[[ AVAILABLE RECORDS, beginning ]]
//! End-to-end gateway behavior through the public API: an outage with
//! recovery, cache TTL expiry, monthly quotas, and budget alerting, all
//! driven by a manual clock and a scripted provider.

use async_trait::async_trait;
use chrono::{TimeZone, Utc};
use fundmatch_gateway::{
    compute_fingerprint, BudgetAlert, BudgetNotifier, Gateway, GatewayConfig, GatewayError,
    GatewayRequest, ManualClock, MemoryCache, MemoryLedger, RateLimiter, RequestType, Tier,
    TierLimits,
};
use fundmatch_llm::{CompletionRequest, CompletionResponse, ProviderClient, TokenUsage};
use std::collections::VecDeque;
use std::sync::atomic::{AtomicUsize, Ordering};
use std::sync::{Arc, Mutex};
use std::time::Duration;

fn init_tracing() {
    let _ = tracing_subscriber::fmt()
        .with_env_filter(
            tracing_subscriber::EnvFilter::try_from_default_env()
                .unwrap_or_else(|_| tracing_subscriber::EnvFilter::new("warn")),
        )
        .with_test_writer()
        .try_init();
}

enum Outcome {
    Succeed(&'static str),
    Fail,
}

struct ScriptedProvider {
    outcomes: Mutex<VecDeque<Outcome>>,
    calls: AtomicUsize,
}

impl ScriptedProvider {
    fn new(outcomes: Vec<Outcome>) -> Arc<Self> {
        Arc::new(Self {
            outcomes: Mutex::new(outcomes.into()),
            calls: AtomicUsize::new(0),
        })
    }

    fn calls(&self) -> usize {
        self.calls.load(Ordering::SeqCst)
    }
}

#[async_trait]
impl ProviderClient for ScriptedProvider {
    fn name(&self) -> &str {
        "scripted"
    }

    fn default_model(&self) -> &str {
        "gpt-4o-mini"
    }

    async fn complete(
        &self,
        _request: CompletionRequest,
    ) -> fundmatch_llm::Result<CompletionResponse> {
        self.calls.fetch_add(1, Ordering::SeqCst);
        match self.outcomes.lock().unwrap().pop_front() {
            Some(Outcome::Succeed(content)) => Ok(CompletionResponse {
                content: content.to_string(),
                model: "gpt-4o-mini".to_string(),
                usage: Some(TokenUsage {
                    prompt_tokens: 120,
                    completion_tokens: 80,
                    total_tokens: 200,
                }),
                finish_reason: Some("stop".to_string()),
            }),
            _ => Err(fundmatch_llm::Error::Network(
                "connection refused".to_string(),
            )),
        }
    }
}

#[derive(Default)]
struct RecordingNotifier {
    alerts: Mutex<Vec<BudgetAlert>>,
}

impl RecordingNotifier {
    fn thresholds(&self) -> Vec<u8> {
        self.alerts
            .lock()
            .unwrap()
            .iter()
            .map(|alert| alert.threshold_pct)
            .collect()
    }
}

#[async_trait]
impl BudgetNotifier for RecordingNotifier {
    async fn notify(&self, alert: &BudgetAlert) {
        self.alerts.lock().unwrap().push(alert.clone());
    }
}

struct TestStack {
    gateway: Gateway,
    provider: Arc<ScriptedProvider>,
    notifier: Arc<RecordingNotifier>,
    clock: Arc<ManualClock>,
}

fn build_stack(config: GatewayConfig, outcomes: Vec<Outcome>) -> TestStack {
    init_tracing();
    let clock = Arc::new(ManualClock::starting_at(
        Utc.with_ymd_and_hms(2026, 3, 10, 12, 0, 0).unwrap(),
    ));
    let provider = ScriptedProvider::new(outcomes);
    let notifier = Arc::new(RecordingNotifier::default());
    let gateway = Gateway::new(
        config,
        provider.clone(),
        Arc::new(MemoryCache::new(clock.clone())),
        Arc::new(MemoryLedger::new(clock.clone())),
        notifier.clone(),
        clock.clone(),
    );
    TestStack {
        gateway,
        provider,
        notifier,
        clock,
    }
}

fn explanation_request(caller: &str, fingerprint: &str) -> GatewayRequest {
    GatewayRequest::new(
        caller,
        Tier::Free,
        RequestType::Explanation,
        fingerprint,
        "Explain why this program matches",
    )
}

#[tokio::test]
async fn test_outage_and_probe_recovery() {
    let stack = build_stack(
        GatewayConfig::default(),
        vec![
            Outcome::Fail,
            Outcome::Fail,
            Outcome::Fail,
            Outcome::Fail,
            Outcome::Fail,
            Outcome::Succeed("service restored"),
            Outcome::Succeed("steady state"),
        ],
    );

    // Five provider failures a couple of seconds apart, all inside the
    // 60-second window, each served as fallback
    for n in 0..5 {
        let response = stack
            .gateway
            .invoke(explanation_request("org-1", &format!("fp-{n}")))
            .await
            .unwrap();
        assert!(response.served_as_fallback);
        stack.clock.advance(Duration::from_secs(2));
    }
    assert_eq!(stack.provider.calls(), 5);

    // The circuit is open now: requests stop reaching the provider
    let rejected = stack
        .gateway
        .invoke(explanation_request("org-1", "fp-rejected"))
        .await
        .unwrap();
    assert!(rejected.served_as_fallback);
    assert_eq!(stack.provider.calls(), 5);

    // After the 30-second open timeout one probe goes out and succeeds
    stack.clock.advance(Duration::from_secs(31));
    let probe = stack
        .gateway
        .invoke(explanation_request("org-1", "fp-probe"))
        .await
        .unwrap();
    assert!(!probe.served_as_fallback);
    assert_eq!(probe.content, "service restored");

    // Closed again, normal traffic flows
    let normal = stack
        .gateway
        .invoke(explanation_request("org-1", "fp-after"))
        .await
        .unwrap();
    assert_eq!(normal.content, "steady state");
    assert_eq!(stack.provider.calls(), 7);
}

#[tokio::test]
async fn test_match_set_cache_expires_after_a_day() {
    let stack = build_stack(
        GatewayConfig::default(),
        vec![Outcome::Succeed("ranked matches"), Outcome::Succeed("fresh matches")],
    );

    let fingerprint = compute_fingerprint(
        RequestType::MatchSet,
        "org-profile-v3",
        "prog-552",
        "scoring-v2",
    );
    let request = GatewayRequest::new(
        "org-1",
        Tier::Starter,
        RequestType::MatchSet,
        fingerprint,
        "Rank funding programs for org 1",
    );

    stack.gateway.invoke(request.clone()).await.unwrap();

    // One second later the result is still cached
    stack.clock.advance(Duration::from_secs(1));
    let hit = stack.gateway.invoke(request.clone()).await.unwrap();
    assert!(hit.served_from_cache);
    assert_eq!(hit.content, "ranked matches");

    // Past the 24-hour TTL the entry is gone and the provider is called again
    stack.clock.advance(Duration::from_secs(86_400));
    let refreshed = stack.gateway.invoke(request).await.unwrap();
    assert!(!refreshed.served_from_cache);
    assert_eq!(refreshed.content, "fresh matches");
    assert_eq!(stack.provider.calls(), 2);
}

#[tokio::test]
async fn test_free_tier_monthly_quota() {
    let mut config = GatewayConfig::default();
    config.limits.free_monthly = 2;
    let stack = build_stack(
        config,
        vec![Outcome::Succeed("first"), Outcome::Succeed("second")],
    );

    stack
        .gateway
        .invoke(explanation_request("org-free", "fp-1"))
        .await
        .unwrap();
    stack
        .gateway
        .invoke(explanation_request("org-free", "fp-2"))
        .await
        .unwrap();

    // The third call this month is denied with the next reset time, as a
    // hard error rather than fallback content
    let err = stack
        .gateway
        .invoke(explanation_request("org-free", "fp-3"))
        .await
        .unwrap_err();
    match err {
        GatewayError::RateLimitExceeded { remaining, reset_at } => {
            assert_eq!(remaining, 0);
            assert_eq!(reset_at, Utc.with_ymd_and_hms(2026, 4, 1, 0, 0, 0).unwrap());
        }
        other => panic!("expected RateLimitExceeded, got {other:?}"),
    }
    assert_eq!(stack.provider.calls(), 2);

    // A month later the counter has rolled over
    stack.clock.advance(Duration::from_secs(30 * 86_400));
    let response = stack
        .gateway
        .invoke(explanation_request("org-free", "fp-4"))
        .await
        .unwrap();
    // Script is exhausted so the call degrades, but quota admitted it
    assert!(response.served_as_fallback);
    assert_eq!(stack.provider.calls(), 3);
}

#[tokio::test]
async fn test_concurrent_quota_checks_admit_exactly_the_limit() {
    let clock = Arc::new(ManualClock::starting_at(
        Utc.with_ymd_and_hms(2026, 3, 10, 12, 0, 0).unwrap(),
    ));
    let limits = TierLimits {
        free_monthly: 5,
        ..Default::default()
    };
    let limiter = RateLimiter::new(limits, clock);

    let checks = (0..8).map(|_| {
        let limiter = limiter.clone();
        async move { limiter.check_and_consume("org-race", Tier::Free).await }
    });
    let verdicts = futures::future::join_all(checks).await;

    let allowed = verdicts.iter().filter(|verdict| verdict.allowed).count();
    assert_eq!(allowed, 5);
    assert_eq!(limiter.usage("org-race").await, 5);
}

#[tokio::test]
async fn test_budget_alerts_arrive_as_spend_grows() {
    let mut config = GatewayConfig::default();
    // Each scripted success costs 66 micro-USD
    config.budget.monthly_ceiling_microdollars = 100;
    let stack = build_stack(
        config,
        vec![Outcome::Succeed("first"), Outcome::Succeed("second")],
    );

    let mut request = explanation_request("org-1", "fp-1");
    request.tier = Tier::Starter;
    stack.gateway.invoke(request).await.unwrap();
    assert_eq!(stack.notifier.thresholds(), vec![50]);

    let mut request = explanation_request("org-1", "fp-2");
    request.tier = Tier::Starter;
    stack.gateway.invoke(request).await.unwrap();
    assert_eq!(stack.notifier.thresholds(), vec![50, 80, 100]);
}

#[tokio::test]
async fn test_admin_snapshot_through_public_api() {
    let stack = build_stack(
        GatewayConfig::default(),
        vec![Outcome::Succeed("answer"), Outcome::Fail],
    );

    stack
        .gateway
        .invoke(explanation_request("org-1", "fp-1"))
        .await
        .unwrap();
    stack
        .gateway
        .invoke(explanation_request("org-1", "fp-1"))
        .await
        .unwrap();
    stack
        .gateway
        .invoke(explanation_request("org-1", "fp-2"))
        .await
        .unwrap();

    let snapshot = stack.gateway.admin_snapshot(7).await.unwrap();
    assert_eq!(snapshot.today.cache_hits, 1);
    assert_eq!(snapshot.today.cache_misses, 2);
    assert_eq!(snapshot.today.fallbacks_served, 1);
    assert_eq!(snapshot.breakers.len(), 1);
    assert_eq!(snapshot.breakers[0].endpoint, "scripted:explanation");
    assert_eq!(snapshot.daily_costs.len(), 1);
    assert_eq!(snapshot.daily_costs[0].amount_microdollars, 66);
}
[[ AVAILABLE RECORDS, end ]]
[[ AVAILABLE RECORDS, beginning ]]
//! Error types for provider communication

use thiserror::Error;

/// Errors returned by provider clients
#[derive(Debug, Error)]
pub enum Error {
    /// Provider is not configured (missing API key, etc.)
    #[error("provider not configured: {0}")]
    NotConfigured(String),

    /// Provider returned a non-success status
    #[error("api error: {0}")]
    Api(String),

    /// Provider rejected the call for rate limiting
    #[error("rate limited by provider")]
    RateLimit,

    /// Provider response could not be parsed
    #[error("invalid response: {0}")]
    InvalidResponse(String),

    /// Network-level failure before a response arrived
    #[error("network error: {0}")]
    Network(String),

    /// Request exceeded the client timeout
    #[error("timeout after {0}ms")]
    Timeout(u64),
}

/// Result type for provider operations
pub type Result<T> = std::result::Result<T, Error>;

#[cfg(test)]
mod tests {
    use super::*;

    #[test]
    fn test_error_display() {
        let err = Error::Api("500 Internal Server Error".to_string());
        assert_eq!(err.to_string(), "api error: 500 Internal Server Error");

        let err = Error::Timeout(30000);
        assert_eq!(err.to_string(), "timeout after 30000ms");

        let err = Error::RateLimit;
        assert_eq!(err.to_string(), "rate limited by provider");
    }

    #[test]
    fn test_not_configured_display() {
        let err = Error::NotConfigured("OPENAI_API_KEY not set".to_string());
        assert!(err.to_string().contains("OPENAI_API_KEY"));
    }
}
[[ AVAILABLE RECORDS, end ]]
WHAT YOU ARE ASKED TO DO: Copy, exactly and only, the lines above that begin with the one containing "an outage with" and finish with the one containing "tracing_subscriber::EnvFilter::try_from_default_env()".

FINISHED TASK:
//! End-to-end gateway behavior through the public API: an outage with
//! recovery, cache TTL expiry, monthly quotas, and budget alerting, all
//! driven by a manual clock and a scripted provider.

use async_trait::async_trait;
use chrono::{TimeZone, Utc};
use fundmatch_gateway::{
    compute_fingerprint, BudgetAlert, BudgetNotifier, Gateway, GatewayConfig, GatewayError,
    GatewayRequest, ManualClock, MemoryCache, MemoryLedger, RateLimiter, RequestType, Tier,
    TierLimits,
};
use fundmatch_llm::{CompletionRequest, CompletionResponse, ProviderClient, TokenUsage};
use std::collections::VecDeque;
use std::sync::atomic::{AtomicUsize, Ordering};
use std::sync::{Arc, Mutex};
use std::time::Duration;

fn init_tracing() {
    let _ = tracing_subscriber::fmt()
        .with_env_filter(
            tracing_subscriber::EnvFilter::try_from_default_env()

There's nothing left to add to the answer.